In August of 2010, I hit rock bottom. I couldn't stand myself. I couldn't stand the way I physically appeared, my hair, my body, my face...all of it. I couldn't stand where I was living and all of the choices that led me to where I was at that time. Due to the inability to connect with myself, I had lost the ability to connect with other people. I was isolating myself in all ways. At this time in my depression, I began to actually hear myself. You know, the thoughts that are endlessly moving in our minds? I began to hear and see them. My thoughts were loud, nasty, and kind of hard to ignore. As the thinking turned darker, I began reaching out to people who I thought may help me deal with this sadness and discontent I was living in.
When I spoke to a friend of mine, she had gave me what I didn't know was to be the best advice to shape my life..."I think you should try Yoga". I respected and admired this friend so much and knew that I could trust her with any guidance. With that, I attended my first Yoga class onsite at the university fitness center. What I can remember the most from that first class was that, it was the first time I wasn't paying attention to my thinking, my negative thoughts. It was like I could finally breathe. It was also the first time I felt like I could live without being in pain or sadness.

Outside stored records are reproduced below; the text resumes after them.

//! Per-thread scheduler state
//!
//! Everything the scheduler tracks about a thread: discipline parameters,
//! position on the virtual timeline, CPU placement, affinity and the
//! run-queue tree links. One `SchedulerState` is embedded in every
//! `Thread` record of the thread arena.

use bitflags::bitflags;

use super::priority::{priority_to_weight, HIGHEST_PRIORITY};
use super::types::{
    CpuMask, CpuNum, DeadlineParams, Discipline, SchedDuration, SchedParams, SchedRemainder,
    SchedTime, SchedWeight, Tid, INVALID_CPU,
};

bitflags! {
    /// Queue membership of a thread.
    #[derive(Clone, Copy, Debug, Default, PartialEq, Eq)]
    pub struct QueueFlags: u8 {
        /// Accounted in some CPU's aggregates (between insert and remove).
        const ACTIVE = 1 << 0;
        /// Linked into a run-queue tree.
        const IN_QUEUE = 1 << 1;
    }
}

/// Links of a node in an eligibility tree.
#[derive(Clone, Copy, Debug, PartialEq, Eq)]
pub struct TreeLinks {
    pub left: Option<Tid>,
    pub right: Option<Tid>,
    pub height: u8,
    /// Minimum finish time over this node's subtree.
    pub min_finish_time: SchedTime,
}

impl TreeLinks {
    pub const fn new() -> Self {
        Self {
            left: None,
            right: None,
            height: 0,
            min_finish_time: 0,
        }
    }
}

impl Default for TreeLinks {
    fn default() -> Self {
        Self::new()
    }
}

/// Discipline-specific parameters.
#[derive(Clone, Copy, Debug, PartialEq, Eq)]
pub enum DisciplineState {
    Fair {
        weight: SchedWeight,
        /// Time slice computed at the last dispatch.
        initial_time_slice_ns: SchedDuration,
        /// Fraction of the slice left when last preempted.
        normalized_timeslice_remainder: SchedRemainder,
    },
    Deadline(DeadlineParams),
}

/// Scheduler bookkeeping for one thread.
#[derive(Clone, Debug)]
pub struct SchedulerState {
    pub(crate) discipline: DisciplineState,

    // Priority bookkeeping
    pub(crate) base_priority: i32,
    pub(crate) inherited_priority: i32,
    pub(crate) effective_priority: i32,

    // Virtual timeline
    pub(crate) start_time: SchedTime,
    pub(crate) finish_time: SchedTime,
    pub(crate) time_slice_ns: SchedDuration,
    pub(crate) generation: u64,
    pub(crate) flow_id: u64,

    // Placement
    pub(crate) curr_cpu: CpuNum,
    pub(crate) last_cpu: CpuNum,
    pub(crate) next_cpu: CpuNum,
    pub(crate) hard_affinity: CpuMask,
    pub(crate) soft_affinity: CpuMask,

    // Accounting
    pub(crate) last_started_running: SchedTime,
    pub(crate) expected_runtime_ns: SchedDuration,
    /// Runtime accumulated since the expected runtime was last updated.
    pub(crate) banked_runtime_ns: SchedDuration,
    pub(crate) runtime_ns: SchedDuration,

    pub(crate) flags: QueueFlags,
    pub(crate) links: TreeLinks,
}

impl SchedulerState {
    pub fn new(params: SchedParams) -> Self {
        let (discipline, priority, expected_runtime_ns) = match params {
            SchedParams::Fair { priority } => (
                DisciplineState::Fair {
                    weight: priority_to_weight(priority),
                    initial_time_slice_ns: 0,
                    normalized_timeslice_remainder: SchedRemainder::ONE,
                },
                priority,
                0,
            ),
            SchedParams::Deadline(params) => (
                DisciplineState::Deadline(params),
                HIGHEST_PRIORITY,
                params.capacity_ns,
            ),
        };
        Self {
            discipline,
            base_priority: priority,
            inherited_priority: -1,
            effective_priority: priority,
            start_time: 0,
            finish_time: 0,
            time_slice_ns: 0,
            generation: 0,
            flow_id: 0,
            curr_cpu: INVALID_CPU,
            last_cpu: INVALID_CPU,
            next_cpu: INVALID_CPU,
            hard_affinity: CpuMask::ALL,
            soft_affinity: CpuMask::ALL,
            last_started_running: 0,
            expected_runtime_ns,
            banked_runtime_ns: 0,
            runtime_ns: 0,
            flags: QueueFlags::empty(),
            links: TreeLinks::new(),
        }
    }

    // ========================================================================
    // Accessors
    // ========================================================================

    #[inline]
    pub fn discipline(&self) -> Discipline {
        match self.discipline {
            DisciplineState::Fair { .. } => Discipline::Fair,
            DisciplineState::Deadline(_) => Discipline::Deadline,
        }
    }

    #[inline]
    pub fn is_fair(&self) -> bool {
        matches!(self.discipline, DisciplineState::Fair { .. })
    }

    #[inline]
    pub fn is_deadline(&self) -> bool {
        matches!(self.discipline, DisciplineState::Deadline(_))
    }

    /// Fair weight. Deadline threads report zero.
    pub fn weight(&self) -> SchedWeight {
        match self.discipline {
            DisciplineState::Fair { weight, .. } => weight,
            DisciplineState::Deadline(_) => SchedWeight::ZERO,
        }
    }

    pub fn deadline_params(&self) -> Option<DeadlineParams> {
        match self.discipline {
            DisciplineState::Deadline(params) => Some(params),
            DisciplineState::Fair { .. } => None,
        }
    }

    pub fn initial_time_slice_ns(&self) -> SchedDuration {
        match self.discipline {
            DisciplineState::Fair {
                initial_time_slice_ns,
                ..
            } => initial_time_slice_ns,
            DisciplineState::Deadline(_) => 0,
        }
    }

    pub fn normalized_timeslice_remainder(&self) -> SchedRemainder {
        match self.discipline {
            DisciplineState::Fair {
                normalized_timeslice_remainder,
                ..
            } => normalized_timeslice_remainder,
            DisciplineState::Deadline(_) => SchedRemainder::ZERO,
        }
    }

    pub(crate) fn set_initial_time_slice(&mut self, value: SchedDuration) {
        if let DisciplineState::Fair {
            initial_time_slice_ns,
            ..
        } = &mut self.discipline
        {
            *initial_time_slice_ns = value;
        }
    }

    pub(crate) fn set_timeslice_remainder(&mut self, value: SchedRemainder) {
        if let DisciplineState::Fair {
            normalized_timeslice_remainder,
            ..
        } = &mut self.discipline
        {
            *normalized_timeslice_remainder = value;
        }
    }

    /// Switch to (or stay in) the fair discipline with `weight`. A thread
    /// leaving the deadline discipline starts with a fresh slice.
    pub(crate) fn set_fair_weight(&mut self, new_weight: SchedWeight) {
        match &mut self.discipline {
            DisciplineState::Fair { weight, .. } => *weight = new_weight,
            DisciplineState::Deadline(_) => {
                self.discipline = DisciplineState::Fair {
                    weight: new_weight,
                    initial_time_slice_ns: 0,
                    normalized_timeslice_remainder: SchedRemainder::ONE,
                };
            }
        }
    }

    pub(crate) fn set_deadline_params(&mut self, params: DeadlineParams) {
        self.discipline = DisciplineState::Deadline(params);
    }

    pub fn start_time(&self) -> SchedTime {
        self.start_time
    }

    pub fn finish_time(&self) -> SchedTime {
        self.finish_time
    }

    pub fn time_slice_ns(&self) -> SchedDuration {
        self.time_slice_ns
    }

    pub fn generation(&self) -> u64 {
        self.generation
    }

    pub fn flow_id(&self) -> u64 {
        self.flow_id
    }

    pub fn curr_cpu(&self) -> CpuNum {
        self.curr_cpu
    }

    pub fn last_cpu(&self) -> CpuNum {
        self.last_cpu
    }

    pub fn next_cpu(&self) -> CpuNum {
        self.next_cpu
    }

    pub fn hard_affinity(&self) -> CpuMask {
        self.hard_affinity
    }

    pub fn soft_affinity(&self) -> CpuMask {
        self.soft_affinity
    }

    pub fn base_priority(&self) -> i32 {
        self.base_priority
    }

    pub fn inherited_priority(&self) -> i32 {
        self.inherited_priority
    }

    pub fn effective_priority(&self) -> i32 {
        self.effective_priority
    }

    pub fn expected_runtime_ns(&self) -> SchedDuration {
        self.expected_runtime_ns
    }

    pub fn runtime_ns(&self) -> SchedDuration {
        self.runtime_ns
    }

    /// Accounted to some CPU.
    #[inline]
    pub fn active(&self) -> bool {
        self.flags.contains(QueueFlags::ACTIVE)
    }

    /// Linked into a run queue.
    #[inline]
    pub fn in_queue(&self) -> bool {
        self.flags.contains(QueueFlags::IN_QUEUE)
    }

    pub fn set_hard_affinity(&mut self, mask: CpuMask) {
        self.hard_affinity = mask;
    }

    pub fn set_soft_affinity(&mut self, mask: CpuMask) {
        self.soft_affinity = mask;
    }

    /// CPUs this thread may run on given the active set. Soft affinity is
    /// honored when it leaves at least one CPU, otherwise ignored.
    pub fn effective_cpu_mask(&self, active_mask: CpuMask) -> CpuMask {
        let available = active_mask & self.soft_affinity & self.hard_affinity;
        if available.is_empty() {
            active_mask & self.hard_affinity
        } else {
            available
        }
    }

    // ========================================================================
    // Aggregate transitions
    // ========================================================================

    /// Mark the thread accounted to a CPU. Returns false if it already was.
    pub(crate) fn on_insert(&mut self) -> bool {
        let transition = !self.active();
        self.flags.insert(QueueFlags::ACTIVE);
        transition
    }

    /// Mark the thread no longer accounted. Returns false if it was not.
    pub(crate) fn on_remove(&mut self) -> bool {
        let transition = self.active();
        self.flags.remove(QueueFlags::ACTIVE);
        transition
    }

    /// Tree ordering key. The thread id breaks ties between equal
    /// (start, generation) pairs.
    #[inline]
    pub(crate) fn key(&self, tid: Tid) -> (SchedTime, u64, Tid) {
        (self.start_time, self.generation, tid)
    }
}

From that day forward, I didn't stop my practice and study of Yoga. I left college in order to put my attention on fully healing myself from the inside out. I knew I needed to take care of my mind, body, and emotions. I moved back home and began to travel 45 minutes to the nearest "hot" Yoga studio where I would practice two to three times a week on top of my home meditation and Yoga practice. I could not afford a membership to the studio and at my friend's advice, inquired about work exchange. Then, I would drive to the last class of the evening and stay after class to clean the studio in exchange for paying for a membership. It was a labor of love and commitment.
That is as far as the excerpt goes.